I agree with Elementilas that these are far from 100% accurate... more like 50% accurate at best. However, of the answers I deleted, several had "50% human" results, and some had "98% AI" results.

However, I use sites such as these as indicators, not as proof.

The one factor that I (and Stack Exchange) consider to be proof of AI content is the speed at which the answers are posted. I'm a pretty fast typist, but I cannot match the speed of AI, and the account that posted the AI content posted 20 answers in the space of a few hours. Long answers, some with around 700 words. Even typing at 60 words per minute, that means that an answer would take over 11 minutes to type, if the writer was typing at top speed, and in my experience at answering questions on WB SE, that doesn't happen.

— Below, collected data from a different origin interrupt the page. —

//! Practice challenges

use super::Challenge;

/// All challenges, ordered by id
pub fn all_challenges() -> Vec<Challenge> {
    vec![
        Challenge {
            id: 1,
            title: "Match All Digits",
            description: "Write a pattern that matches all digits in the test string.",
            test_string: "The price is $42.99 for item #12345.",
            solution: "[0-9]",
            hint: "Use a character class for digits.",
        },
        Challenge {
            id: 2,
            title: "Match Email Addresses",
            description: "Create a pattern that matches valid email addresses.",
            test_string: "Contact us at support@example.com or info@company.org.",
            solution: r"[a-zA-Z0-9._%+-]+@[a-zA-Z0-9.-]+\.[a-zA-Z]{2,}",
            hint: "Break it down: username @ domain . TLD",
        },
        Challenge {
            id: 3,
            title: "Match HTML Tags",
            description: "Write a pattern that matches HTML tags.",
            test_string: "<div>This is a <b>bold</b> statement in a <p>paragraph</p>.</div>",
            solution: "<[^>]+>",
            hint: "Look for text between < and >",
        },
        Challenge {
            id: 4,
            title: "Match URLs",
            description: "Create a pattern that matches URLs in the text.",
            test_string: "Visit our website at https://www.example.com or http://subdomain.example.org/page.",
            solution: r"https?://[\w.-]+\.[\w]{2,}(?:/[\w./-]*)?",
            hint: "Consider http vs https and the domain structure",
        },
        Challenge {
            id: 5,
            title: "Extract Quoted Text",
            description: "Write a pattern that extracts text between double quotes.",
            test_string: r#"She said "hello" and he replied "goodbye"."#,
            solution: r#""([^"]*)""#,
            hint: "Use a capturing group between quote marks",
        },
    ]
}
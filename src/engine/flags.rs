//! Regex flag codes
//!
//! The six single-character modifiers a pattern can carry. A `FlagSet`
//! remembers the order flags were switched on so it prints back the way
//! the user typed it.

use std::fmt;

use crate::error::PatternError;

/// A single regex flag
#[derive(Debug, Clone, Copy, PartialEq, Eq, Hash)]
pub enum Flag {
    /// `g` - find every match instead of the first
    Global,
    /// `i` - case-insensitive matching
    IgnoreCase,
    /// `m` - `^` and `$` match at line boundaries
    Multiline,
    /// `s` - `.` also matches line terminators
    DotAll,
    /// `u` - unicode mode
    Unicode,
    /// `y` - matches must start exactly at the search position
    Sticky,
}

impl Flag {
    /// All flags, in the order the flag selector shows them
    pub const ALL: [Flag; 6] = [
        Flag::Global,
        Flag::IgnoreCase,
        Flag::Multiline,
        Flag::DotAll,
        Flag::Unicode,
        Flag::Sticky,
    ];

    /// The flag's code character
    pub fn code(&self) -> char {
        match self {
            Flag::Global => 'g',
            Flag::IgnoreCase => 'i',
            Flag::Multiline => 'm',
            Flag::DotAll => 's',
            Flag::Unicode => 'u',
            Flag::Sticky => 'y',
        }
    }

    /// Parse a flag from its code character
    pub fn from_code(code: char) -> Option<Self> {
        match code {
            'g' => Some(Flag::Global),
            'i' => Some(Flag::IgnoreCase),
            'm' => Some(Flag::Multiline),
            's' => Some(Flag::DotAll),
            'u' => Some(Flag::Unicode),
            'y' => Some(Flag::Sticky),
            _ => None,
        }
    }

    /// Short description used in the flag legend
    pub fn description(&self) -> &'static str {
        match self {
            Flag::Global => "global",
            Flag::IgnoreCase => "case-insensitive",
            Flag::Multiline => "multiline",
            Flag::DotAll => "dot matches newlines",
            Flag::Unicode => "unicode",
            Flag::Sticky => "sticky",
        }
    }
}

/// An ordered set of flags with no duplicates
#[derive(Debug, Clone, Default, PartialEq, Eq)]
pub struct FlagSet {
    flags: Vec<Flag>,
}

impl FlagSet {
    /// Create an empty flag set
    pub fn new() -> Self {
        Self::default()
    }

    /// Parse a flag string such as `"gi"`.
    ///
    /// Unknown codes and repeated codes are rejected, the same way the
    /// engine rejects them when they are passed alongside a pattern.
    pub fn parse(s: &str) -> Result<Self, PatternError> {
        let mut set = Self::new();
        for ch in s.chars() {
            match Flag::from_code(ch) {
                Some(flag) if !set.contains(flag) => set.flags.push(flag),
                _ => {
                    return Err(PatternError::new(format!(
                        "Invalid flags supplied to RegExp constructor '{}'",
                        s
                    )))
                }
            }
        }
        Ok(set)
    }

    /// Check whether a flag is set
    pub fn contains(&self, flag: Flag) -> bool {
        self.flags.contains(&flag)
    }

    /// Switch a flag on, keeping its position if already present
    pub fn insert(&mut self, flag: Flag) {
        if !self.contains(flag) {
            self.flags.push(flag);
        }
    }

    /// Switch a flag off
    pub fn remove(&mut self, flag: Flag) {
        self.flags.retain(|f| *f != flag);
    }

    /// Flip a flag; returns whether it is now set
    pub fn toggle(&mut self, flag: Flag) -> bool {
        if self.contains(flag) {
            self.remove(flag);
            false
        } else {
            self.flags.push(flag);
            true
        }
    }

    /// Iterate flags in display order
    pub fn iter(&self) -> impl Iterator<Item = Flag> + '_ {
        self.flags.iter().copied()
    }

    pub fn is_empty(&self) -> bool {
        self.flags.is_empty()
    }

    pub fn is_global(&self) -> bool {
        self.contains(Flag::Global)
    }

    pub fn is_sticky(&self) -> bool {
        self.contains(Flag::Sticky)
    }

    /// Engine-level flags; `g` and `y` are handled by the enumerator
    pub(crate) fn engine_flags(&self) -> regress::Flags {
        regress::Flags {
            icase: self.contains(Flag::IgnoreCase),
            multiline: self.contains(Flag::Multiline),
            dot_all: self.contains(Flag::DotAll),
            unicode: self.contains(Flag::Unicode),
            ..regress::Flags::default()
        }
    }
}

impl fmt::Display for FlagSet {
    fn fmt(&self, f: &mut fmt::Formatter<'_>) -> fmt::Result {
        for flag in &self.flags {
            write!(f, "{}", flag.code())?;
        }
        Ok(())
    }
}
//! Trainer state and main loop

use clap::ValueEnum;
use serde::Deserialize;
use tracing::{debug, info};

use crate::config::Config;
use crate::content::{Catalog, Challenge, Lesson};
use crate::display::Display;
use crate::engine::{Controller, EvalState, Flag, FlagSet};
use crate::error::Result;
use crate::field::TextField;
use crate::input::{translate_key, Action};
use crate::style::Color;
use crate::terminal::Terminal;

/// The three top-level views
#[derive(Debug, Clone, Copy, PartialEq, Eq, Default, Deserialize, ValueEnum)]
#[serde(rename_all = "lowercase")]
pub enum Tab {
    #[default]
    Learn,
    Practice,
    Playground,
}

impl Tab {
    pub const ALL: [Tab; 3] = [Tab::Learn, Tab::Practice, Tab::Playground];

    pub fn title(&self) -> &'static str {
        match self {
            Tab::Learn => "Learn",
            Tab::Practice => "Practice",
            Tab::Playground => "Playground",
        }
    }

    pub fn next(&self) -> Tab {
        match self {
            Tab::Learn => Tab::Practice,
            Tab::Practice => Tab::Playground,
            Tab::Playground => Tab::Learn,
        }
    }

    /// Widgets that can take focus on this tab, in Tab-key order
    fn focus_order(&self) -> &'static [Focus] {
        match self {
            // The challenge test string is fixed, so no subject field here
            Tab::Practice => &[Focus::List, Focus::Pattern],
            Tab::Learn | Tab::Playground => &[Focus::List, Focus::Pattern, Focus::Subject],
        }
    }
}

/// Which widget receives typed input
#[derive(Debug, Clone, Copy, PartialEq, Eq)]
pub enum Focus {
    /// The tab's list: lesson examples, challenges or common patterns
    List,
    Pattern,
    Subject,
}

/// Presentation settings taken from the config
#[derive(Debug, Clone, Copy)]
pub struct ViewOptions {
    pub show_groups: bool,
    pub match_color: Color,
}

/// Main trainer state
pub struct App {
    /// Lessons, challenges and common patterns
    catalog: Catalog,
    /// Live evaluation of the pattern field against the subject field
    controller: Controller,
    /// Pattern being edited
    pattern: TextField,
    /// Subject text being edited
    subject: TextField,
    /// Current tab
    tab: Tab,
    /// Focused widget
    focus: Focus,
    /// Index of the lesson shown on the Learn tab
    lesson: usize,
    /// Selected example of the current lesson
    example: usize,
    /// Highlighted row of the challenge list
    challenge_cursor: usize,
    /// Id of the challenge being attempted
    selected_challenge: Option<u32>,
    /// Whether the challenge hint is showing
    show_hint: bool,
    /// Highlighted row of the common-pattern list
    pattern_cursor: usize,
    /// Display settings
    view: ViewOptions,
    /// One-line status message
    message: Option<String>,
    /// Whether the trainer is running
    running: bool,
}

impl App {
    /// Create the trainer state from the loaded config
    pub fn new(catalog: Catalog, flags: FlagSet, config: &Config) -> Self {
        Self {
            catalog,
            controller: Controller::new(flags),
            pattern: TextField::single_line(),
            subject: TextField::multiline(),
            tab: config.start_tab,
            focus: Focus::List,
            lesson: 0,
            example: 0,
            challenge_cursor: 0,
            selected_challenge: None,
            show_hint: false,
            pattern_cursor: 0,
            view: ViewOptions {
                show_groups: config.show_groups,
                match_color: config.match_color,
            },
            message: None,
            running: true,
        }
    }

    pub fn catalog(&self) -> &Catalog {
        &self.catalog
    }

    pub fn controller(&self) -> &Controller {
        &self.controller
    }

    pub fn pattern_field(&self) -> &TextField {
        &self.pattern
    }

    pub fn subject_field(&self) -> &TextField {
        &self.subject
    }

    pub fn tab(&self) -> Tab {
        self.tab
    }

    pub fn focus(&self) -> Focus {
        self.focus
    }

    pub fn lesson_index(&self) -> usize {
        self.lesson
    }

    pub fn current_lesson(&self) -> Option<&Lesson> {
        self.catalog.lesson(self.lesson)
    }

    pub fn example_index(&self) -> usize {
        self.example
    }

    pub fn challenge_cursor(&self) -> usize {
        self.challenge_cursor
    }

    pub fn selected_challenge(&self) -> Option<&Challenge> {
        self.selected_challenge.and_then(|id| self.catalog.challenge(id))
    }

    pub fn show_hint(&self) -> bool {
        self.show_hint
    }

    pub fn pattern_cursor(&self) -> usize {
        self.pattern_cursor
    }

    pub fn view(&self) -> ViewOptions {
        self.view
    }

    pub fn message(&self) -> Option<&str> {
        self.message.as_deref()
    }

    /// Run the main loop until the user quits
    pub fn run(&mut self, terminal: &mut Terminal) -> Result<()> {
        let mut display = Display::new();
        display.force_redraw();
        info!(tab = self.tab.title(), "trainer started");

        while self.running {
            display.render(terminal, self)?;

            let key_event = terminal.read_key()?;
            if let Some(action) = translate_key(key_event) {
                if action == Action::Redraw {
                    display.force_redraw();
                }
                self.handle_action(action);
            }
        }

        info!("trainer stopped");
        Ok(())
    }

    /// Apply one user action
    pub fn handle_action(&mut self, action: Action) {
        self.message = None;

        match action {
            Action::Quit => self.running = false,
            Action::ShowTab(tab) => self.switch_tab(tab),
            Action::NextTab => self.switch_tab(self.tab.next()),
            Action::FocusNext => self.cycle_focus(true),
            Action::FocusPrev => self.cycle_focus(false),
            Action::PageUp if self.tab == Tab::Learn => self.goto_lesson(self.lesson.saturating_sub(1)),
            Action::PageDown if self.tab == Tab::Learn => self.goto_lesson(self.lesson + 1),
            Action::ToggleFlag(flag) => self.toggle_flag(flag),
            Action::ToggleHint if self.selected_challenge.is_some() => {
                self.show_hint = !self.show_hint;
            }
            Action::ShowSolution => self.show_solution(),
            Action::Redraw => {}
            _ => match self.focus {
                Focus::List => self.handle_list_action(action),
                Focus::Pattern => self.handle_field_action(action, Focus::Pattern),
                Focus::Subject => self.handle_field_action(action, Focus::Subject),
            },
        }
    }

    fn switch_tab(&mut self, tab: Tab) {
        if tab != self.tab {
            debug!(from = self.tab.title(), to = tab.title(), "switching tab");
            self.tab = tab;
        }
        if !tab.focus_order().contains(&self.focus) {
            self.focus = Focus::List;
        }
    }

    fn cycle_focus(&mut self, forward: bool) {
        let order = self.tab.focus_order();
        let pos = order.iter().position(|f| *f == self.focus).unwrap_or(0);
        let next = if forward {
            (pos + 1) % order.len()
        } else {
            (pos + order.len() - 1) % order.len()
        };
        self.focus = order[next];
    }

    /// Show a lesson, clamped to the available range
    pub fn goto_lesson(&mut self, index: usize) {
        let last = self.catalog.lessons().len().saturating_sub(1);
        self.lesson = index.min(last);
        self.example = 0;
    }

    fn toggle_flag(&mut self, flag: Flag) {
        let enabled = self.controller.toggle_flag(flag);
        self.message = Some(format!(
            "Flag {} ({}) {}",
            flag.code(),
            flag.description(),
            if enabled { "on" } else { "off" }
        ));
    }

    fn handle_list_action(&mut self, action: Action) {
        match action {
            Action::Up => self.move_list_cursor(false),
            Action::Down => self.move_list_cursor(true),
            Action::Enter => self.activate_list_item(),
            Action::Left if self.tab == Tab::Learn => self.goto_lesson(self.lesson.saturating_sub(1)),
            Action::Right if self.tab == Tab::Learn => self.goto_lesson(self.lesson + 1),
            Action::Insert(_) => {
                // Typing while the list is focused goes to the pattern
                self.focus = Focus::Pattern;
                self.handle_field_action(action, Focus::Pattern);
            }
            _ => {}
        }
    }

    fn move_list_cursor(&mut self, down: bool) {
        let (cursor, len) = match self.tab {
            Tab::Learn => {
                let len = self.current_lesson().map_or(0, |l| l.examples.len());
                (&mut self.example, len)
            }
            Tab::Practice => (&mut self.challenge_cursor, self.catalog.challenges().len()),
            Tab::Playground => (&mut self.pattern_cursor, self.catalog.patterns().len()),
        };
        if down {
            if *cursor + 1 < len {
                *cursor += 1;
            }
        } else {
            *cursor = cursor.saturating_sub(1);
        }
    }

    fn activate_list_item(&mut self) {
        match self.tab {
            Tab::Learn => self.try_example(self.example),
            Tab::Practice => {
                if let Some(id) = self.catalog.challenges().get(self.challenge_cursor).map(|c| c.id) {
                    self.select_challenge(id);
                }
            }
            Tab::Playground => self.apply_common_pattern(self.pattern_cursor),
        }
    }

    /// Load a lesson example's pattern and test string
    pub fn try_example(&mut self, index: usize) {
        let Some(example) = self.current_lesson().and_then(|l| l.examples.get(index)) else {
            return;
        };
        let (pattern, subject) = (example.pattern, example.test_string);
        self.load(pattern, subject);
        self.focus = Focus::Pattern;
    }

    /// Start a challenge: clear the pattern and load its test string
    pub fn select_challenge(&mut self, id: u32) {
        let Some(challenge) = self.catalog.challenge(id) else {
            return;
        };
        let subject = challenge.test_string;
        debug!(challenge = id, "challenge selected");
        self.selected_challenge = Some(id);
        self.show_hint = false;
        self.load("", subject);
        self.focus = Focus::Pattern;
    }

    fn show_solution(&mut self) {
        if let Some(solution) = self.selected_challenge().map(|c| c.solution) {
            self.pattern.set_text(solution);
            self.controller.set_pattern(solution);
        }
    }

    /// Put a common pattern into the pattern field
    pub fn apply_common_pattern(&mut self, index: usize) {
        if let Some(entry) = self.catalog.pattern(index) {
            let pattern = entry.pattern;
            self.pattern.set_text(pattern);
            self.controller.set_pattern(pattern);
            self.focus = Focus::Subject;
        }
    }

    fn load(&mut self, pattern: &str, subject: &str) {
        self.pattern.set_text(pattern);
        self.subject.set_text(subject);
        self.controller.load_example(pattern, subject);
    }

    fn handle_field_action(&mut self, action: Action, which: Focus) {
        let field = match which {
            Focus::Subject => &mut self.subject,
            _ => &mut self.pattern,
        };

        let changed = match action {
            Action::Insert(ch) => field.insert_char(ch),
            Action::Enter => field.is_multiline() && field.insert_char('\n'),
            Action::Backspace => field.backspace(),
            Action::Delete => field.delete(),
            Action::ClearField => {
                field.clear();
                true
            }
            Action::Left => {
                field.move_left();
                false
            }
            Action::Right => {
                field.move_right();
                false
            }
            Action::Home => {
                field.move_home();
                false
            }
            Action::End => {
                field.move_end();
                false
            }
            _ => false,
        };

        if changed {
            match which {
                Focus::Subject => self.controller.set_subject(self.subject.text()),
                _ => self.controller.set_pattern(self.pattern.text()),
            }
            if let EvalState::Failed(err) = self.controller.state() {
                debug!(error = %err.message, "pattern error shown");
            }
        }
    }
}
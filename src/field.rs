//! Editable text fields
//!
//! A field is a string plus a cursor kept on a char boundary. The subject
//! field accepts newlines; the pattern field is single-line.

use unicode_width::UnicodeWidthStr;

/// An editable text field
#[derive(Debug, Clone, Default)]
pub struct TextField {
    /// The text content
    text: String,
    /// Cursor position (byte offset)
    cursor: usize,
    /// Whether Enter inserts a newline
    multiline: bool,
}

impl TextField {
    /// Create an empty single-line field
    pub fn single_line() -> Self {
        Self::default()
    }

    /// Create an empty field that accepts newlines
    pub fn multiline() -> Self {
        Self {
            multiline: true,
            ..Self::default()
        }
    }

    /// Get the text content
    pub fn text(&self) -> &str {
        &self.text
    }

    pub fn is_multiline(&self) -> bool {
        self.multiline
    }

    /// Replace the content and put the cursor at the end
    pub fn set_text(&mut self, text: &str) {
        self.text = if self.multiline {
            text.to_string()
        } else {
            text.replace(['\r', '\n'], "")
        };
        self.cursor = self.text.len();
    }

    /// Clear the field
    pub fn clear(&mut self) {
        self.text.clear();
        self.cursor = 0;
    }

    /// Insert a character at the cursor; returns false if it was refused
    pub fn insert_char(&mut self, ch: char) -> bool {
        if ch == '\n' && !self.multiline {
            return false;
        }
        self.text.insert(self.cursor, ch);
        self.cursor += ch.len_utf8();
        true
    }

    /// Delete the character before the cursor
    pub fn backspace(&mut self) -> bool {
        match self.text[..self.cursor].chars().next_back() {
            Some(ch) => {
                self.cursor -= ch.len_utf8();
                self.text.remove(self.cursor);
                true
            }
            None => false,
        }
    }

    /// Delete the character under the cursor
    pub fn delete(&mut self) -> bool {
        if self.cursor < self.text.len() {
            self.text.remove(self.cursor);
            true
        } else {
            false
        }
    }

    /// Move cursor one character left
    pub fn move_left(&mut self) {
        if let Some(ch) = self.text[..self.cursor].chars().next_back() {
            self.cursor -= ch.len_utf8();
        }
    }

    /// Move cursor one character right
    pub fn move_right(&mut self) {
        if let Some(ch) = self.text[self.cursor..].chars().next() {
            self.cursor += ch.len_utf8();
        }
    }

    /// Move cursor to the start of the current line
    pub fn move_home(&mut self) {
        self.cursor = self.text[..self.cursor].rfind('\n').map_or(0, |i| i + 1);
    }

    /// Move cursor to the end of the current line
    pub fn move_end(&mut self) {
        self.cursor = self.text[self.cursor..]
            .find('\n')
            .map_or(self.text.len(), |i| self.cursor + i);
    }

    /// Line index and display column of the cursor
    pub fn cursor_position(&self) -> (usize, usize) {
        let before = &self.text[..self.cursor];
        let line = before.matches('\n').count();
        let line_start = before.rfind('\n').map_or(0, |i| i + 1);
        (line, before[line_start..].width())
    }
}

#[cfg(test)]
mod tests {
    use super::*;

    #[test]
    fn test_insert_and_backspace() {
        let mut field = TextField::single_line();
        for ch in "a+b".chars() {
            assert!(field.insert_char(ch));
        }
        assert_eq!(field.text(), "a+b");
        assert!(field.backspace());
        assert_eq!(field.text(), "a+");
        assert_eq!(field.cursor, 2);
    }

    #[test]
    fn test_single_line_refuses_newline() {
        let mut field = TextField::single_line();
        assert!(!field.insert_char('\n'));
        field.set_text("a\nb");
        assert_eq!(field.text(), "ab");
    }

    #[test]
    fn test_multibyte_editing() {
        let mut field = TextField::single_line();
        field.set_text("é\u{1F600}x");
        field.move_left();
        field.move_left();
        assert_eq!(field.cursor, 2);
        assert!(field.delete());
        assert_eq!(field.text(), "éx");
        assert!(field.backspace());
        assert_eq!(field.text(), "x");
        assert!(!field.backspace());
    }

    #[test]
    fn test_home_end_on_lines() {
        let mut field = TextField::multiline();
        field.set_text("first\nsecond");
        field.move_home();
        assert_eq!(field.cursor, 6);
        assert_eq!(field.cursor_position(), (1, 0));
        field.move_end();
        assert_eq!(field.cursor_position(), (1, 6));
        for _ in 0..7 {
            field.move_left();
        }
        assert_eq!(field.cursor_position(), (0, 5));
        field.move_home();
        assert_eq!(field.cursor, 0);
        field.move_end();
        assert_eq!(field.cursor, 5);
    }

    #[test]
    fn test_movement_clamps() {
        let mut field = TextField::single_line();
        field.move_left();
        field.move_right();
        assert_eq!(field.cursor, 0);
        assert!(!field.delete());
        field.set_text("ab");
        field.move_right();
        assert_eq!(field.cursor, 2);
    }

    #[test]
    fn test_clear() {
        let mut field = TextField::multiline();
        field.set_text("x\ny");
        field.clear();
        assert_eq!(field.text(), "");
        assert_eq!(field.cursor, 0);
    }
}
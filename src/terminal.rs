//! Terminal abstraction using crossterm

use std::io::{self, Write};

use crossterm::{
    cursor,
    event::{self, Event, KeyEvent},
    execute, queue,
    style::{Attribute, Print, SetAttribute, SetBackgroundColor, SetForegroundColor},
    terminal::{self, ClearType},
};

use crate::error::Result;
use crate::style::Style;

/// Terminal wrapper for cross-platform terminal I/O
pub struct Terminal {
    /// Terminal width in columns
    cols: u16,
    /// Terminal height in rows
    rows: u16,
}

impl Terminal {
    /// Create a new terminal instance and enter raw mode
    pub fn new() -> Result<Self> {
        terminal::enable_raw_mode()?;
        let (cols, rows) = terminal::size()?;

        let mut term = Self { cols, rows };
        term.enter_alternate_screen()?;
        term.hide_cursor()?;

        Ok(term)
    }

    /// Enter alternate screen buffer
    fn enter_alternate_screen(&mut self) -> Result<()> {
        execute!(io::stdout(), terminal::EnterAlternateScreen)?;
        Ok(())
    }

    /// Leave alternate screen buffer
    fn leave_alternate_screen(&mut self) -> Result<()> {
        execute!(io::stdout(), terminal::LeaveAlternateScreen)?;
        Ok(())
    }

    /// Hide the cursor
    fn hide_cursor(&mut self) -> Result<()> {
        execute!(io::stdout(), cursor::Hide)?;
        Ok(())
    }

    /// Show the cursor
    fn show_cursor(&mut self) -> Result<()> {
        execute!(io::stdout(), cursor::Show)?;
        Ok(())
    }

    /// Get terminal width
    pub fn cols(&self) -> u16 {
        self.cols
    }

    /// Get terminal height
    pub fn rows(&self) -> u16 {
        self.rows
    }

    /// Clear the entire screen
    pub fn clear_screen(&mut self) -> Result<()> {
        queue!(io::stdout(), terminal::Clear(ClearType::All))?;
        Ok(())
    }

    /// Clear from cursor to end of line
    pub fn clear_to_eol(&mut self) -> Result<()> {
        queue!(io::stdout(), terminal::Clear(ClearType::UntilNewLine))?;
        Ok(())
    }

    /// Move cursor to position (0-indexed)
    pub fn move_cursor(&mut self, row: u16, col: u16) -> Result<()> {
        queue!(io::stdout(), cursor::MoveTo(col, row))?;
        Ok(())
    }

    /// Write a string at current cursor position
    pub fn write_str(&mut self, s: &str) -> Result<()> {
        queue!(io::stdout(), Print(s))?;
        Ok(())
    }

    /// Flush output buffer to terminal
    pub fn flush(&mut self) -> Result<()> {
        io::stdout().flush()?;
        Ok(())
    }

    /// Set cursor visibility
    pub fn set_cursor_visible(&mut self, visible: bool) -> Result<()> {
        if visible {
            queue!(io::stdout(), cursor::Show)?;
        } else {
            queue!(io::stdout(), cursor::Hide)?;
        }
        Ok(())
    }

    /// Read a key event (blocking)
    pub fn read_key(&mut self) -> Result<KeyEvent> {
        loop {
            match event::read()? {
                Event::Key(key_event) => return Ok(key_event),
                Event::Resize(cols, rows) => {
                    self.cols = cols;
                    self.rows = rows;
                    // Continue waiting for key event
                }
                _ => {
                    // Ignore other events (mouse, focus, etc.)
                }
            }
        }
    }

    /// Apply all attributes of a style
    pub fn apply_style(&mut self, style: &Style) -> Result<()> {
        let mut out = io::stdout();
        if let Some(fg) = style.fg.to_term() {
            queue!(out, SetForegroundColor(fg))?;
        }
        if let Some(bg) = style.bg.to_term() {
            queue!(out, SetBackgroundColor(bg))?;
        }
        if style.bold {
            queue!(out, SetAttribute(Attribute::Bold))?;
        }
        if style.dim {
            queue!(out, SetAttribute(Attribute::Dim))?;
        }
        if style.underline {
            queue!(out, SetAttribute(Attribute::Underlined))?;
        }
        if style.reverse {
            queue!(out, SetAttribute(Attribute::Reverse))?;
        }
        Ok(())
    }

    /// Reset all attributes
    pub fn reset_attributes(&mut self) -> Result<()> {
        queue!(io::stdout(), SetAttribute(Attribute::Reset))?;
        Ok(())
    }
}

impl Drop for Terminal {
    fn drop(&mut self) {
        // Restore terminal state
        let _ = self.show_cursor();
        let _ = self.leave_alternate_screen();
        let _ = terminal::disable_raw_mode();
    }
}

An answer like each of those should take around half an hour to create, and the user in question created 20 in just a few hours?

Inconcievable!

And yes, I do think that word means what I think it means, Inigo Montoya.

To elaborate further, I have seen other content on this site that is suspected to be AI-generated while acting as a moderator, content that has been detected as "100% human" by those AI detectors. However, since those answers were not posted along with a whole bunch of others at more or less the same time, and contained features not expected from AI, they haven't been deleted. Maybe they were AI, maybe they weren't, but I have to give the user the benefit of the doubt where doubt exists.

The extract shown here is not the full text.